The answer is yes, with the qualifications that:
- float & int are the same size.
- inputs are positive, float values that don't include:
-0.0
, -inf
, nan
, -nan
.
Details:
- Both
signed int
and unsigned int
can be used with matching comparisons.
- Assumes IEEE754 32bit floating point.
- Both int & float need to be the same endian (do architectures exist where this is not the case?)
- Not just
0-1
, 0.0..FLT_MAX
and inf
can be compared.
- For completeness, negative values:
-0.0..-FLT_MAX
can be compared too but will always have a flipped order, eg:
assert(float_as_int(a) > float_as_int(b) == a < b);
In this case, 2x floats represented as ints can be compared, giving the same results.
Here is a evidence that this can work:
C code, tests the full, unsigned float range.
#include <math.h>
#include <float.h>
#include <stdio.h>
int main() {
unsigned step = 0;
union {
float f;
unsigned u;
} value;
value.f = 0.0;
unsigned u_prev = value.u;
while (value.f != FLT_MAX) {
value.f = nextafterf(value.f, FLT_MAX);
unsigned u = value.u;
if (u <= u_prev) {
printf("At value %f, step %u, comparisons don't match\n", value.f, step);
break;
}
u_prev = u;
step++;
}
printf("Tested %u times\n", step);
return 0;
}
a Python3 script, checking all values from 0-1 with nextafterf
, note that this is slow (hence the C version above).
def main():
from struct import pack, unpack
as_u32_prev = None
value = 0.0
while True:
# transmute float to int
as_u32 = unpack('I', pack('f', value))
if as_u32_prev is not None:
if as_u32_prev > as_u32:
raise Exception("f32/u32 comparisons don't match")
as_u32_prev = as_u32
if value == 1.0:
break
value = nextafterf(value, 1.0)
# Boiler Plate, see: https://stackoverflow.com/questions/6063755
import ctypes
import sys
from sys import platform as _platform
if _platform == "linux" or _platform == "linux2":
_libm = ctypes.cdll.LoadLibrary('libm.so.6')
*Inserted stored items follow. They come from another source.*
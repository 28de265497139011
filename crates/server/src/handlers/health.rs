//! Health check.

use crate::error::ApiResult;
use crate::state::AppState;
use axum::Json;
use axum::extract::State;
use serde::Serialize;

/// Health check response.
#[derive(Debug, Serialize)]
pub struct HealthResponse {
    pub status: &'static str,
    pub version: &'static str,
}

/// GET /v1/health
pub async fn health_check(State(state): State<AppState>) -> ApiResult<Json<HealthResponse>> {
    state.service.metadata().health_check().await?;

    Ok(Json(HealthResponse {
        status: "ok",
        version: env!("CARGO_PKG_VERSION"),
    }))
}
_funcname_f = 'nextafterf'
elif _platform == "darwin":
_libm = ctypes.cdll.LoadLibrary('libSystem.dylib')
_funcname_f = 'nextafterf'
elif _platform == "win32":
_libm = ctypes.cdll.LoadLibrary('msvcrt.dll')
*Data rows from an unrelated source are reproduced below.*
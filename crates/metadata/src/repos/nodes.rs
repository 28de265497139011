//! Node document repository.

use crate::error::MetadataResult;
use async_trait::async_trait;
use shoal_core::{Node, NodeId};
use time::OffsetDateTime;

/// Which nodes a caller may see in listings.
#[derive(Clone, Debug, Default, PartialEq, Eq)]
pub enum Visibility {
    /// No ACL filtering.
    #[default]
    All,
    /// Nodes the caller (`None` is anonymous) holds the read right on.
    ReadableBy(Option<String>),
}

/// Filter over stored nodes. Every set field must match.
#[derive(Clone, Debug, Default)]
pub struct NodeQuery {
    pub ids: Option<Vec<NodeId>>,
    /// Virtual nodes listing this id among their parts.
    pub references_part: Option<NodeId>,
    /// Nodes whose file was ingested from this server-local path.
    pub file_path: Option<String>,
    /// Nodes whose expiration is at or before this instant.
    pub expired_before: Option<OffsetDateTime>,
    pub tag: Option<String>,
    pub node_type: Option<String>,
    pub visibility: Visibility,
}

impl NodeQuery {
    pub fn all() -> Self {
        Self::default()
    }

    pub fn ids(ids: Vec<NodeId>) -> Self {
        Self {
            ids: Some(ids),
            ..Self::default()
        }
    }

    pub fn referencing(part: NodeId) -> Self {
        Self {
            references_part: Some(part),
            ..Self::default()
        }
    }

    pub fn file_path(path: impl Into<String>) -> Self {
        Self {
            file_path: Some(path.into()),
            ..Self::default()
        }
    }

    pub fn expired_before(at: OffsetDateTime) -> Self {
        Self {
            expired_before: Some(at),
            ..Self::default()
        }
    }

    pub fn with_tag(mut self, tag: impl Into<String>) -> Self {
        self.tag = Some(tag.into());
        self
    }

    pub fn with_type(mut self, node_type: impl Into<String>) -> Self {
        self.node_type = Some(node_type.into());
        self
    }

    pub fn readable_by(mut self, caller: Option<&str>) -> Self {
        self.visibility = Visibility::ReadableBy(caller.map(str::to_string));
        self
    }
}

/// Repository for node documents.
#[async_trait]
pub trait NodeRepo: Send + Sync {
    /// Insert or replace a node document and its virtual-part references.
    async fn upsert_node(&self, node: &Node) -> MetadataResult<()>;

    /// Get a node by id.
    async fn get_node(&self, id: &NodeId) -> MetadataResult<Option<Node>>;

    /// List nodes matching `query`, newest first, with the total match count.
    async fn find_nodes(
        &self,
        query: &NodeQuery,
        limit: u64,
        offset: u64,
    ) -> MetadataResult<(Vec<Node>, u64)>;

    /// Count nodes matching `query`.
    async fn count_nodes(&self, query: &NodeQuery) -> MetadataResult<u64>;

    /// Delete a node document. Returns `NotFound` if it does not exist.
    async fn delete_node(&self, id: &NodeId) -> MetadataResult<()>;
}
_funcname_f = '_nextafterf'
else:
# these are the ones I have access to...
# fill in library and function name for your system math dll
print("Platform", repr(_platform), "is not supported")
sys.exit(0)
nextafterf = getattr(_libm, _funcname_f)
nextafterf.restype = ctypes.c_float
nextafterf.argtypes = [ctypes.c_float, ctypes.c_float]
main()
Note that other answers here say that this wont work in all cases,
I'd be interested to know which cases the examples in this answer would fail, (besides architectures where float and int aren't 4 bytes in size).